Tuesday, August 9, 2011

Taking the Census

     One fine evening in 1970, our family broke away from our usual after-supper routine.  We usually built up our collective brain power solving Two Minute Mysteries along with Dr. Haledjian, authored by Donald Sobol [a highly recommended family activity, by the way.] This night was different. We were going to do The Census. We kids had been hearing about it at school and in the media. Oh boy, we were going to take part in the once-a- decade body count of the nation!  Actually, it was all rather anticlimactic.  Just a few questions, nothing shockingly intrusive or brain exercising. Dad wrote in the answers to the whimpy inquiries and we moved on.
2011 OZ Census sample
     Fast forward to 2011.  The same media blitz exhorting residents to fill in the once-every-five-years census has been waged.  But the Australian census is different.  It is less a population count than a snapshot of a nation on a particular day.

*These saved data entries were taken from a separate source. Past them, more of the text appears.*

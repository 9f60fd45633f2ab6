//! Line colorization and word wrapping for text panes.
//!
//! A line goes through [`match_line`] to become colored word segments, then
//! through [`reflow`] to become rows that fit the pane width.

mod color_rule;
mod wrap;

pub use color_rule::{match_line, ColorRule};
pub use wrap::{reflow, row_width, Row, CONTINUATION_MARKER, WRAP_MARGIN};

/// One entry of the fixed 8-slot palette. `Plain` (0) means "no color".
#[derive(Debug, Clone, Copy, PartialEq, Eq, Hash, Default)]
#[repr(u8)]
pub enum ColorToken {
    #[default]
    Plain = 0,
    /// Progress bar fill.
    Loading = 1,
    Warn = 2,
    Error = 3,
    Info = 4,
    /// "In queue" marker in the task list.
    Queued = 5,
    /// Success marker in the task list.
    Ok = 6,
    /// Failure marker in the task list.
    Failed = 7,
    /// Gray secondary text.
    Dim = 8,
}

impl ColorToken {
    pub fn index(self) -> usize {
        self as usize
    }
}

/// A piece of text with the color it should be painted in.
#[derive(Debug, Clone, PartialEq, Eq)]
pub struct Segment {
    pub text: String,
    pub color: ColorToken,
}

impl Segment {
    pub fn new(text: impl Into<String>, color: ColorToken) -> Self {
        Self {
            text: text.into(),
            color,
        }
    }

    pub fn plain(text: impl Into<String>) -> Self {
        Self::new(text, ColorToken::Plain)
    }
}
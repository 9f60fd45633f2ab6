//! Titled, bordered rectangles of dashboard content.
//!
//! Both pane kinds turn their content into [`Row`]s via [`Renderable::reflow`]
//! and share one painter, so width clipping lives in a single place.

mod palette;
mod progress_pane;
mod text_pane;

pub use palette::Palette;
pub use progress_pane::ProgressPane;
pub use text_pane::TextPane;

use ratatui::{
    buffer::Buffer,
    layout::Rect,
    widgets::{Block, Borders, Widget},
};
use std::sync::Arc;

use crate::text::{ColorRule, Row};
use crate::utf8_safe::{display_width, window_by_columns};

/// Construction-time settings of a pane. Panes are rebuilt, not edited,
/// when any of these change.
#[derive(Debug, Clone)]
pub struct PaneConfig {
    pub title: String,
    pub geometry: Rect,
    pub rules: Arc<Vec<ColorRule>>,
}

impl PaneConfig {
    pub fn new(title: impl Into<String>, geometry: Rect, rules: Arc<Vec<ColorRule>>) -> Self {
        Self {
            title: title.into(),
            geometry,
            rules,
        }
    }

    pub fn with_geometry(&self, geometry: Rect) -> Self {
        Self {
            geometry,
            ..self.clone()
        }
    }

    /// Rows available inside the border.
    pub fn visible_rows(&self) -> usize {
        usize::from(self.geometry.height.saturating_sub(2))
    }

    /// Columns available inside the border.
    pub fn inner_width(&self) -> usize {
        usize::from(self.geometry.width.saturating_sub(2))
    }
}

pub trait Renderable {
    fn config(&self) -> &PaneConfig;

    fn title(&self) -> String {
        self.config().title.clone()
    }

    /// Rows to show this frame, top to bottom, at most `visible_rows`.
    fn reflow(&self) -> Vec<Row>;
}

/// Paints a pane's border, title and rows into a frame buffer.
pub struct PaneWidget<'a, P: Renderable + ?Sized> {
    pane: &'a P,
    palette: &'a Palette,
}

impl<'a, P: Renderable + ?Sized> PaneWidget<'a, P> {
    pub fn new(pane: &'a P, palette: &'a Palette) -> Self {
        Self { pane, palette }
    }
}

impl<P: Renderable + ?Sized> Widget for PaneWidget<'_, P> {
    fn render(self, area: Rect, buf: &mut Buffer) {
        let area = area.intersection(buf.area);
        if area.width < 2 || area.height < 2 {
            return;
        }
        let title = format!(" {} ", self.pane.title());
        Block::default()
            .borders(Borders::ALL)
            .title(title)
            .render(area, buf);

        let inner_width = usize::from(area.width - 2);
        let visible = usize::from(area.height - 2);
        for (offset, row) in self.pane.reflow().iter().take(visible).enumerate() {
            let y = area.y + 1 + offset as u16;
            paint_row(row, area.x + 1, y, inner_width, buf, self.palette);
        }
    }
}

fn paint_row(row: &Row, x: u16, y: u16, width: usize, buf: &mut Buffer, palette: &Palette) {
    let mut col = 0usize;
    for segment in row {
        if col >= width {
            // Row wider than the pane: drop the tail instead of failing the frame.
            break;
        }
        let text = segment.text.replace('\t', " ");
        let clipped = window_by_columns(&text, 0, width - col);
        buf.set_stringn(
            x + col as u16,
            y,
            clipped,
            width - col,
            palette.style(segment.color),
        );
        col += display_width(clipped) + 1;
    }
}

     An army of census workers hand delivered the 60-question booklet to every household (and then some) in the land. Everyone is to fill it out, on paper or online, on the evening of August 9, 2011 and the census workers will collect them starting August 10.  The questions only concern those at that address at that time.  Have company over? They get a mention on the census.  Someone out of town or country (just the way Kev is in Indonesia) on the 9th? Well, they get a mention in Questions 52 & 53 for the official body count portion of it.  

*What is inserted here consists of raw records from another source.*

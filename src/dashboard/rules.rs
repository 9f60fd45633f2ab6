use crate::text::{ColorRule, ColorToken};
use crate::DashboardError;

pub const QUEUED_GLYPH: &str = "~";
pub const OK_GLYPH: &str = "✔";
pub const FAILED_GLYPH: &str = "✘";

const CLOCK: &str = r"(\d{2}:\d{2}(?::\d{2})?)";

/// Log pane: error entries are red end to end, warn/info entries get a gray
/// timestamp and a colored `source/level|` tag.
pub fn log_rules() -> Result<Vec<ColorRule>, DashboardError> {
    Ok(vec![
        ColorRule::new(r"(.*/error\|.*)", &[ColorToken::Error])?,
        ColorRule::new(
            &format!(r"{CLOCK} (\S+/warn\|)"),
            &[ColorToken::Dim, ColorToken::Warn],
        )?,
        ColorRule::new(
            &format!(r"{CLOCK} (\S+/info\|)"),
            &[ColorToken::Dim, ColorToken::Info],
        )?,
    ])
}

/// Task list: only the status glyph is colored.
pub fn task_rules() -> Result<Vec<ColorRule>, DashboardError> {
    Ok(vec![
        ColorRule::new(&format!(r"\s*({QUEUED_GLYPH})"), &[ColorToken::Queued])?,
        ColorRule::new(&format!(r"\s*({OK_GLYPH})"), &[ColorToken::Ok])?,
        ColorRule::new(&format!(r"\s*({FAILED_GLYPH})"), &[ColorToken::Failed])?,
    ])
}

/// Stats and info panes: `Key:` prefixes are grayed out.
pub fn key_value_rules() -> Result<Vec<ColorRule>, DashboardError> {
    Ok(vec![ColorRule::new(r"([^:\t]+:)", &[ColorToken::Dim])?])
}
use regex::Regex;

use super::{ColorToken, Segment};
use crate::DashboardError;

/// A colorization rule: lines starting with a match of `pattern` get the
/// text of its capture groups painted with `colors`, cycling through them.
#[derive(Debug, Clone)]
pub struct ColorRule {
    anchored: Regex,
    scanner: Regex,
    colors: Vec<ColorToken>,
}

impl ColorRule {
    /// Compile a rule. The capture groups of `pattern` are combined into an
    /// alternation that is scanned across the whole line; a pattern without
    /// groups scans for the pattern itself.
    pub fn new(pattern: &str, colors: &[ColorToken]) -> Result<Self, DashboardError> {
        if colors.is_empty() {
            return Err(DashboardError::invalid(format!(
                "color rule {pattern:?} needs at least one color"
            )));
        }
        let anchored = Regex::new(&format!("^(?:{pattern})"))
            .map_err(|err| DashboardError::invalid(format!("bad color rule {pattern:?}: {err}")))?;
        let groups = capture_group_sources(pattern);
        let scanner_source = if groups.is_empty() {
            pattern.to_string()
        } else {
            format!("{}{}", leading_flags(pattern), groups.join("|"))
        };
        let scanner = Regex::new(&scanner_source)
            .map_err(|err| DashboardError::invalid(format!("bad color rule {pattern:?}: {err}")))?;
        Ok(Self {
            anchored,
            scanner,
            colors: colors.to_vec(),
        })
    }

    pub fn matches(&self, line: &str) -> bool {
        self.anchored.is_match(line)
    }

    fn color_for(&self, occurrence: usize) -> ColorToken {
        self.colors[occurrence % self.colors.len()]
    }
}

/// Split `line` into colored word segments using the first rule that matches.
///
/// Text outside the rule's groups (or the whole line when no rule matches)
/// becomes uncolored segments, one per whitespace-separated word.
pub fn match_line(line: &str, rules: &[ColorRule]) -> Vec<Segment> {
    let mut segments = Vec::new();
    let Some(rule) = rules.iter().find(|rule| rule.matches(line)) else {
        push_words(&mut segments, line, ColorToken::Plain);
        return segments;
    };

    let mut last_end = 0usize;
    let mut occurrence = 0usize;
    for found in rule.scanner.find_iter(line) {
        if found.as_str().is_empty() {
            continue;
        }
        push_words(&mut segments, &line[last_end..found.start()], ColorToken::Plain);
        push_words(&mut segments, found.as_str(), rule.color_for(occurrence));
        occurrence += 1;
        last_end = found.end();
    }
    push_words(&mut segments, &line[last_end..], ColorToken::Plain);
    segments
}

fn push_words(segments: &mut Vec<Segment>, text: &str, color: ColorToken) {
    segments.extend(text.split_whitespace().map(|word| Segment::new(word, color)));
}

/// A bare `(?flags)` group at the start of `pattern`, e.g. `(?i)`. Its flags
/// apply to the whole pattern, so the scanner has to carry them too.
fn leading_flags(pattern: &str) -> &str {
    let Some(rest) = pattern.strip_prefix("(?") else {
        return "";
    };
    let flags = rest
        .find(|ch: char| !(ch.is_ascii_alphabetic() || ch == '-'))
        .unwrap_or(rest.len());
    if rest[flags..].starts_with(')') {
        &pattern[..flags + 3]
    } else {
        ""
    }
}

/// Source text of each top-level capturing group, parentheses included.
fn capture_group_sources(pattern: &str) -> Vec<&str> {
    let mut groups = Vec::new();
    let mut depth = 0usize;
    let mut group_start = 0usize;
    let mut capturing = false;
    let mut in_class = false;
    let mut escaped = false;

    for (idx, ch) in pattern.char_indices() {
        if escaped {
            escaped = false;
            continue;
        }
        match ch {
            '\\' => escaped = true,
            '[' if !in_class => in_class = true,
            ']' if in_class => in_class = false,
            '(' if !in_class => {
                if depth == 0 {
                    let rest = &pattern[idx + 1..];
                    capturing = !rest.starts_with('?')
                        || rest.starts_with("?P<")
                        || rest.starts_with("?<");
                    group_start = idx;
                }
                depth += 1;
            }
            ')' if !in_class && depth > 0 => {
                depth -= 1;
                if depth == 0 && capturing {
                    groups.push(&pattern[group_start..=idx]);
                }
            }
            _ => {}
        }
    }
    groups
}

     The sometimes incredibly nosy questions serve a further purpose to track trends  for both public and private development.  If half the nation were out of the country during the census, that might indicate that  more money needs to be put into airports (please!) or other travel related issues.  Child care or school construction issues could be raised based on census data. Who's taking care of the oldies? How many cars are on the road? And so on.

     With so much more at stake, I find myself once again getting excited about the census.